Downing retrieved a folder from a black, wire-frame table that Caine only now distinguished against the darkness. “You were taken into—let’s call it protective custody.”
“Protective custody? Why? And what kind of protective custody would cause me to black out, or—” Or lose my muscle tone, Caine suddenly realized, seeing his wrists and arms for the first time: my God, I must have lost five kilos. More. How long have I—?
Long-face-brown-eyes nodded at Caine’s sudden fixation with his limbs. “In your case, Mr. Riordan, protective custody meant being placed in cryogenic suspension.”
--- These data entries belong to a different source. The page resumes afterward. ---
/// 팀 득점을 반영합니다. 팀 6 → 첫 슬롯, 팀 7 → 둘째 슬롯.
fn award_point(points: &mut [u8; 2], team: u8) {
    match team {
        6 => points[0] += 1,
        7 => points[1] += 1,
        other => warn!("알 수 없는 팀 득점: {}", other),
    }
}

/// 패킷 하나를 쓰고 플러시합니다.
async fn write_packet(writer: &SharedWriter, packet: &Packet) -> Result<()> {
    let data = packet.serialize();
    let mut writer = writer.lock().await;
    writer.write_all(&data).await?;
    writer.flush().await?;
    Ok(())
}

/// 연결 하나의 수신 루프.
///
/// 행동 패킷은 행동 채널로 넘기고, 스펠 선택과 상점 요청은 방 상태를
/// 잠가 즉시 처리합니다. 전송 오류나 EOF면 조용히 종료합니다 (방은
/// 다음 방송 실패에서 경기를 끝냅니다).
async fn reader_loop(
    read_half: OwnedReadHalf,
    writer: SharedWriter,
    state: Arc<Mutex<RoomState>>,
    action_tx: mpsc::UnboundedSender<ActionMsg>,
    addr: String,
    idx: usize,
    game_id: String,
) {
    let mut reader = BufReader::new(read_half);
    let mut buffer = FrameBuffer::new();
    let mut read_buf = [0u8; 1024];

    loop {
        let n = match reader.read(&mut read_buf).await {
            Ok(0) => {
                info!("클라이언트 연결 종료: room={} addr={}", game_id, addr);
                return;
            }
            Ok(n) => n,
            Err(e) => {
                warn!("연결 읽기 오류: room={} addr={} error={}", game_id, addr, e);
                return;
            }
        };
        buffer.extend(&read_buf[..n]);

        loop {
            match buffer.next_packet() {
                Ok(Some(Packet::Action { action })) => {
                    if action_tx
                        .send(ActionMsg {
                            addr: addr.clone(),
                            action,
                        })
                        .is_err()
                    {
                        debug!("행동 채널 닫힘: room={}", game_id);
                        return;
                    }
                }
                Ok(Some(Packet::SpellSelection { spell1, spell2 })) => {
                    let mut state = state.lock().await;
                    if let Some(player) = state.board.players.get_mut(idx) {
                        player.loadout = (spell1, spell2);
                        debug!(
                            "스펠 선택: room={} slot={} spells=({}, {})",
                            game_id, idx, spell1, spell2
                        );
                    }
                }
                Ok(Some(Packet::ShopRequest)) => {
                    let reply = {
                        let state = state.lock().await;
                        state.board.players.get(idx).map(|p| shop_response(&p.stats))
                    };
                    if let Some(reply) = reply {
                        if let Err(e) = write_packet(&writer, &reply).await {
                            warn!("상점 응답 실패: addr={} error={}", addr, e);
                            return;
                        }
                    }
                }
                Ok(Some(Packet::PurchaseItem { item_id })) => {
                    let reply = {
                        let mut state = state.lock().await;
                        state.board.players.get_mut(idx).map(|p| {
                            if !shop::purchase(&mut p.stats, item_id) {
                                debug!("구매 거부: slot={} item={}", idx, item_id);
                            }
                            shop_response(&p.stats)
                        })
                    };
                    if let Some(reply) = reply {
                        if let Err(e) = write_packet(&writer, &reply).await {
                            warn!("상점 응답 실패: addr={} error={}", addr, e);
                            return;
                        }
                    }
                }
                Ok(Some(other)) => {
                    debug!(
                        "방이 처리하지 않는 패킷: room={} addr={} code={}",
                        game_id,
                        addr,
                        other.code()
                    );
                }
                Ok(None) => break,
                Err(e) => {
                    warn!(
                        "프로토콜 오류, 버퍼 폐기: room={} addr={} error={}",
                        game_id, addr, e
                    );
                    buffer.clear();
                    break;
                }
            }
        }
    }
}
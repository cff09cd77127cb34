//! 로비 서비스 모듈

pub mod auth_service;
pub mod room_manager;
pub mod room_spawner;

pub use auth_service::AuthService;
pub use room_manager::RoomManager;
pub use room_spawner::RoomSpawner;
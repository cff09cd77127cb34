//! 공통 로깅 초기화
//!
//! 모든 바이너리가 같은 방식으로 tracing 구독자를 설정합니다.
//! `ENV=DEV`면 개발용(컬러, 타겟 표시) 출력, 그 외에는 운영용 컴팩트
//! 출력을 사용합니다. 필터는 `RUST_LOG` 환경변수를 따르며 기본값은
//! `info`입니다.

use tracing_subscriber::EnvFilter;

/// tracing 구독자를 초기화합니다.
///
/// 이미 초기화된 경우(테스트 등) 조용히 무시합니다.
pub fn init(env: &str) {
    let filter = EnvFilter::try_from_default_env().unwrap_or_else(|_| EnvFilter::new("info"));

    let result = if env == "DEV" {
        tracing_subscriber::fmt()
            .with_env_filter(filter)
            .with_target(true)
            .pretty()
            .try_init()
    } else {
        tracing_subscriber::fmt()
            .with_env_filter(filter)
            .compact()
            .try_init()
    };

    if result.is_err() {
        tracing::debug!("로깅 구독자가 이미 초기화되어 있습니다");
    }
}
//! 인증 서비스
//!
//! 외부 인증 백엔드(gRPC, 기본 localhost:50051)를 호출하여 로그인과
//! 계정 생성을 처리합니다. 호출은 최선 노력(best-effort)입니다:
//! 연결 실패, 타임아웃, 오류 응답은 모두 인증 실패로 변환되며
//! 클라이언트 연결은 유지됩니다.

use std::time::Duration;

use tracing::{debug, warn};

use crate::event::Message;

/// tonic이 생성한 인증 프로토콜 타입들
pub mod proto {
    tonic::include_proto!("auth");
}

use proto::create_service_client::CreateServiceClient;
use proto::login_service_client::LoginServiceClient;
use proto::{AuthentificationRequest, SigninRequest};

/// gRPC 호출 제한 시간
const AUTH_TIMEOUT: Duration = Duration::from_secs(1);

/// 인증 서비스
pub struct AuthService {
    endpoint: String,
}

impl AuthService {
    /// 새로운 인증 서비스를 생성합니다. `endpoint`는 `http://host:port` 형식.
    pub fn new(endpoint: String) -> Self {
        Self { endpoint }
    }

    /// 로그인 요청을 처리합니다. 항상 `Message::Auth`를 반환합니다.
    pub async fn handle_login(&self, msg: Message) -> Option<Message> {
        let (username, password) = match &msg {
            Message::Login { username, password } => (username.clone(), password.clone()),
            _ => {
                warn!("인증 핸들러에 잘못된 메시지 종류: {:?}", msg.kind());
                return None;
            }
        };

        if let Err(reason) = msg.validate() {
            debug!("로그인 요청 거부: {}", reason);
            return Some(Message::Auth { success: 0 });
        }

        let success = self.authentificate(username, password).await;
        Some(Message::Auth { success })
    }

    /// 계정 생성 요청을 처리합니다. 항상 `Message::Auth`를 반환합니다.
    pub async fn handle_signin(&self, msg: Message) -> Option<Message> {
        let (username, password) = match &msg {
            Message::SignIn { username, password } => (username.clone(), password.clone()),
            _ => {
                warn!("인증 핸들러에 잘못된 메시지 종류: {:?}", msg.kind());
                return None;
            }
        };

        if let Err(reason) = msg.validate() {
            debug!("계정 생성 요청 거부: {}", reason);
            return Some(Message::Auth { success: 0 });
        }

        let success = self.signin(username, password).await;
        Some(Message::Auth { success })
    }

    /// 인증 백엔드의 `Authentificate`를 호출합니다. 실패 시 0.
    async fn authentificate(&self, username: String, password: String) -> u8 {
        let connect = LoginServiceClient::connect(self.endpoint.clone());
        let mut client = match tokio::time::timeout(AUTH_TIMEOUT, connect).await {
            Ok(Ok(client)) => client,
            Ok(Err(e)) => {
                warn!("인증 백엔드 연결 실패: {}", e);
                return 0;
            }
            Err(_) => {
                warn!("인증 백엔드 연결 타임아웃");
                return 0;
            }
        };

        let request = AuthentificationRequest { username, password };
        match tokio::time::timeout(AUTH_TIMEOUT, client.authentificate(request)).await {
            Ok(Ok(response)) => {
                if response.into_inner().success {
                    1
                } else {
                    0
                }
            }
            Ok(Err(status)) => {
                warn!("인증 호출 실패: {}", status);
                0
            }
            Err(_) => {
                warn!("인증 호출 타임아웃");
                0
            }
        }
    }

    /// 인증 백엔드의 `Signin`을 호출합니다. 실패 시 0.
    async fn signin(&self, username: String, password: String) -> u8 {
        let connect = CreateServiceClient::connect(self.endpoint.clone());
        let mut client = match tokio::time::timeout(AUTH_TIMEOUT, connect).await {
            Ok(Ok(client)) => client,
            Ok(Err(e)) => {
                warn!("인증 백엔드 연결 실패: {}", e);
                return 0;
            }
            Err(_) => {
                warn!("인증 백엔드 연결 타임아웃");
                return 0;
            }
        };

        let request = SigninRequest { username, password };
        match tokio::time::timeout(AUTH_TIMEOUT, client.signin(request)).await {
            Ok(Ok(response)) => {
                if response.into_inner().success {
                    1
                } else {
                    0
                }
            }
            Ok(Err(status)) => {
                warn!("계정 생성 호출 실패: {}", status);
                0
            }
            Err(_) => {
                warn!("계정 생성 호출 타임아웃");
                0
            }
        }
    }
}

#[cfg(test)]
mod tests {
    use super::*;

    #[tokio::test]
    async fn test_unreachable_backend_maps_to_failure() {
        // 아무도 리슨하지 않는 포트: 연결 실패는 인증 실패로 변환된다.
        let service = AuthService::new("http://127.0.0.1:1".to_string());
        let reply = service
            .handle_login(Message::Login {
                username: "user".into(),
                password: "pass".into(),
            })
            .await;
        match reply {
            Some(Message::Auth { success }) => assert_eq!(success, 0),
            other => panic!("예상하지 못한 응답: {other:?}"),
        }
    }

    #[tokio::test]
    async fn test_empty_credentials_rejected_without_backend_call() {
        let service = AuthService::new("http://127.0.0.1:1".to_string());
        let reply = service
            .handle_login(Message::Login {
                username: String::new(),
                password: String::new(),
            })
            .await;
        match reply {
            Some(Message::Auth { success }) => assert_eq!(success, 0),
            other => panic!("예상하지 못한 응답: {other:?}"),
        }
    }
}
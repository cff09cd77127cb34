//! 게임 서버 공통 라이브러리
//!
//! 로비 서버, 게임 방 서버, 부하 테스트 클라이언트가 함께 사용하는
//! 공통 모듈을 제공합니다.
//!
//! - `protocol`: 길이 자기기술(self-delimiting) 바이너리 패킷 코덱
//! - `logging`: tracing 기반 공통 로깅 초기화
//! - `tool`: 방 ID 생성 등 공용 유틸리티

pub mod logging;
pub mod protocol;
pub mod tool;

pub use protocol::{Delta, FrameBuffer, Packet, ProtocolError};
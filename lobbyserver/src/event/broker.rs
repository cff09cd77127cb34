//! 이벤트 브로커
//!
//! 단일 소비자 FIFO 큐 위에서 동작하는 발행/구독 브로커입니다.
//!
//! # 동작 방식
//!
//! - `publish`: 메시지를 큐에 넣습니다. 소비자를 막지 않습니다.
//! - `subscribe`: 메시지 종류별 비동기 핸들러를 등록합니다. 같은
//!   종류의 핸들러는 등록 순서대로 직렬 실행되며, 마지막으로 `Some`을
//!   반환한 핸들러의 값이 응답이 됩니다. (의도된 규칙입니다.)
//! - `response_channel`: 요청 종류별 응답 수신 채널을 만듭니다.
//!   발행 직전에 만들어 두고 응답 하나를 기다리는 용도입니다.
//! - `run`: 소비자 태스크 본체. 큐가 닫힐 때까지 메시지를 처리합니다.
//! - `shutdown`: 큐를 닫습니다. 응답 대기자는 채널 종료(None)를
//!   취소 신호로 받습니다.
//!
//! 같은 종류의 메시지는 발행 순서대로 처리되고, 종류가 달라도 단일
//! 소비자이므로 전체 순서가 일관됩니다.

use std::collections::HashMap;
use std::sync::Arc;

use futures::future::BoxFuture;
use parking_lot::{Mutex, RwLock};
use tokio::sync::mpsc;
use tracing::{debug, warn};

use super::{Message, MessageKind};

/// 메시지 핸들러. 요청을 받아 응답을 돌려줄 수 있는 비동기 함수입니다.
pub type Handler = Arc<dyn Fn(Message) -> BoxFuture<'static, Option<Message>> + Send + Sync>;

struct BrokerInner {
    queue_tx: Mutex<Option<mpsc::UnboundedSender<Message>>>,
    queue_rx: tokio::sync::Mutex<Option<mpsc::UnboundedReceiver<Message>>>,
    handlers: RwLock<HashMap<MessageKind, Vec<Handler>>>,
    responders: Mutex<HashMap<MessageKind, mpsc::UnboundedSender<Message>>>,
}

/// 이벤트 브로커
#[derive(Clone)]
pub struct EventBroker {
    inner: Arc<BrokerInner>,
}

impl EventBroker {
    /// 새로운 브로커를 생성합니다. `run`을 별도 태스크로 실행해야
    /// 메시지가 소비됩니다.
    pub fn new() -> Self {
        let (tx, rx) = mpsc::unbounded_channel();
        Self {
            inner: Arc::new(BrokerInner {
                queue_tx: Mutex::new(Some(tx)),
                queue_rx: tokio::sync::Mutex::new(Some(rx)),
                handlers: RwLock::new(HashMap::new()),
                responders: Mutex::new(HashMap::new()),
            }),
        }
    }

    /// 메시지를 큐에 발행합니다. 브로커가 종료되었으면 false를 반환합니다.
    pub fn publish(&self, msg: Message) -> bool {
        let guard = self.inner.queue_tx.lock();
        match guard.as_ref() {
            Some(tx) => tx.send(msg).is_ok(),
            None => false,
        }
    }

    /// 메시지 종류별 핸들러를 등록합니다.
    pub fn subscribe(&self, kind: MessageKind, handler: Handler) {
        self.inner
            .handlers
            .write()
            .entry(kind)
            .or_default()
            .push(handler);
    }

    /// 요청 종류에 대한 응답 수신 채널을 만듭니다.
    ///
    /// 같은 종류에 대해 다시 호출하면 이전 채널의 송신자를 대체하므로,
    /// 발행 직전에 만들어 응답 하나를 기다리는 패턴으로 사용해야 합니다.
    pub fn response_channel(&self, kind: MessageKind) -> mpsc::UnboundedReceiver<Message> {
        let (tx, rx) = mpsc::unbounded_channel();
        self.inner.responders.lock().insert(kind, tx);
        rx
    }

    /// 소비자 루프. 큐가 닫힐 때까지 실행됩니다.
    ///
    /// 한 브로커에 대해 한 번만 실행할 수 있습니다.
    pub async fn run(&self) {
        let mut rx = match self.inner.queue_rx.lock().await.take() {
            Some(rx) => rx,
            None => {
                warn!("이벤트 브로커 소비자가 이미 실행 중입니다");
                return;
            }
        };

        debug!("이벤트 브로커 소비자 시작");
        while let Some(msg) = rx.recv().await {
            let kind = msg.kind();
            let handlers: Vec<Handler> = self
                .inner
                .handlers
                .read()
                .get(&kind)
                .cloned()
                .unwrap_or_default();

            if handlers.is_empty() {
                warn!("핸들러가 등록되지 않은 메시지 종류: {:?}", kind);
                continue;
            }

            // 핸들러는 직렬 실행, 마지막 Some 반환값이 응답이 된다.
            let mut response = None;
            for handler in handlers {
                if let Some(reply) = handler(msg.clone()).await {
                    response = Some(reply);
                }
            }

            if let Some(reply) = response {
                let responder = self.inner.responders.lock().get(&kind).cloned();
                match responder {
                    Some(tx) => {
                        if tx.send(reply).is_err() {
                            debug!("응답 대기자가 이미 떠남: {:?}", kind);
                        }
                    }
                    None => debug!("응답 채널이 없는 메시지 종류: {:?}", kind),
                }
            }
        }
        debug!("이벤트 브로커 소비자 종료");
    }

    /// 큐를 닫고 브로커를 종료합니다. 대기 중인 응답 수신자는 채널
    /// 종료를 취소로 처리해야 합니다.
    pub fn shutdown(&self) {
        self.inner.queue_tx.lock().take();
        self.inner.responders.lock().clear();
    }
}

impl Default for EventBroker {
    fn default() -> Self {
        Self::new()
    }
}

#[cfg(test)]
mod tests {
    use super::*;
    use futures::FutureExt;

    fn auth_handler(success: u8) -> Handler {
        Arc::new(move |_msg| async move { Some(Message::Auth { success }) }.boxed())
    }

    #[tokio::test]
    async fn test_publish_and_response() {
        let broker = EventBroker::new();
        broker.subscribe(MessageKind::Login, auth_handler(1));

        let runner = broker.clone();
        tokio::spawn(async move { runner.run().await });

        let mut rx = broker.response_channel(MessageKind::Login);
        assert!(broker.publish(Message::Login {
            username: "user".into(),
            password: "pass".into(),
        }));

        match rx.recv().await {
            Some(Message::Auth { success }) => assert_eq!(success, 1),
            other => panic!("예상하지 못한 응답: {other:?}"),
        }
    }

    #[tokio::test]
    async fn test_last_handler_response_wins() {
        let broker = EventBroker::new();
        broker.subscribe(MessageKind::Login, auth_handler(0));
        broker.subscribe(MessageKind::Login, auth_handler(1));

        let runner = broker.clone();
        tokio::spawn(async move { runner.run().await });

        let mut rx = broker.response_channel(MessageKind::Login);
        broker.publish(Message::Login {
            username: "user".into(),
            password: "pass".into(),
        });

        match rx.recv().await {
            Some(Message::Auth { success }) => assert_eq!(success, 1),
            other => panic!("예상하지 못한 응답: {other:?}"),
        }
    }

    #[tokio::test]
    async fn test_same_kind_ordering() {
        let broker = EventBroker::new();
        broker.subscribe(
            MessageKind::FindRoom,
            Arc::new(|msg| {
                async move {
                    match msg {
                        Message::FindRoom { room_type } => Some(Message::SearchRoom {
                            success: 0,
                            room_id: String::new(),
                            room_addr: room_type.to_string(),
                        }),
                        _ => None,
                    }
                }
                .boxed()
            }),
        );

        let runner = broker.clone();
        tokio::spawn(async move { runner.run().await });

        let mut rx = broker.response_channel(MessageKind::FindRoom);
        for room_type in 0..3u8 {
            broker.publish(Message::FindRoom { room_type });
        }
        for expected in 0..3u8 {
            match rx.recv().await {
                Some(Message::SearchRoom { room_addr, .. }) => {
                    assert_eq!(room_addr, expected.to_string());
                }
                other => panic!("예상하지 못한 응답: {other:?}"),
            }
        }
    }

    #[tokio::test]
    async fn test_shutdown_cancels_waiters() {
        let broker = EventBroker::new();
        broker.subscribe(MessageKind::Login, auth_handler(1));

        let runner = broker.clone();
        let handle = tokio::spawn(async move { runner.run().await });

        let mut rx = broker.response_channel(MessageKind::Login);
        broker.shutdown();

        // 응답 대기자는 채널 종료를 받는다.
        assert!(rx.recv().await.is_none());
        // 종료 후 발행은 실패한다.
        assert!(!broker.publish(Message::Auth { success: 0 }));
        handle.await.unwrap();
    }
}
Terror pulsed from the rear of Caine’s skull, across his back, and out into his arms and legs. “How long have I been in cold sleep?”
The crow’s feet bracketing the dark brown eyes bunched in a wince. “Thirteen years: it is now 2118.”
Caine felt a trembling in his limbs, was unsure whether it was a muscular spasm, or a fear reaction. Waking up after thirteen years felt like a surreal reversal of learning that you had only a dozen years or so left to live. This way, it was not he who was going to die sooner than expected, it was everyone else. There was also a sharp, sudden fear of personal obsolescence: will I even have a place in this world?
Caine shook off that doubt, willed himself not to shudder again, wasn’t entirely successful. “Why was I cryogenically suspended? That’s a risky process—or it was thirteen years ago.”
“By comparison to today, yes. But the risk to you was a great deal less serious than the threat you posed to us.”
“I posed a threat to you?”
“Your investigations for the Independent Interplanetary
News Network jeopardized crucial national interests.”
That’s right: I was on my way to Luna to conduct research. Aloud: “And so you decided to ‘sedate’ me before I could step off the shuttle?”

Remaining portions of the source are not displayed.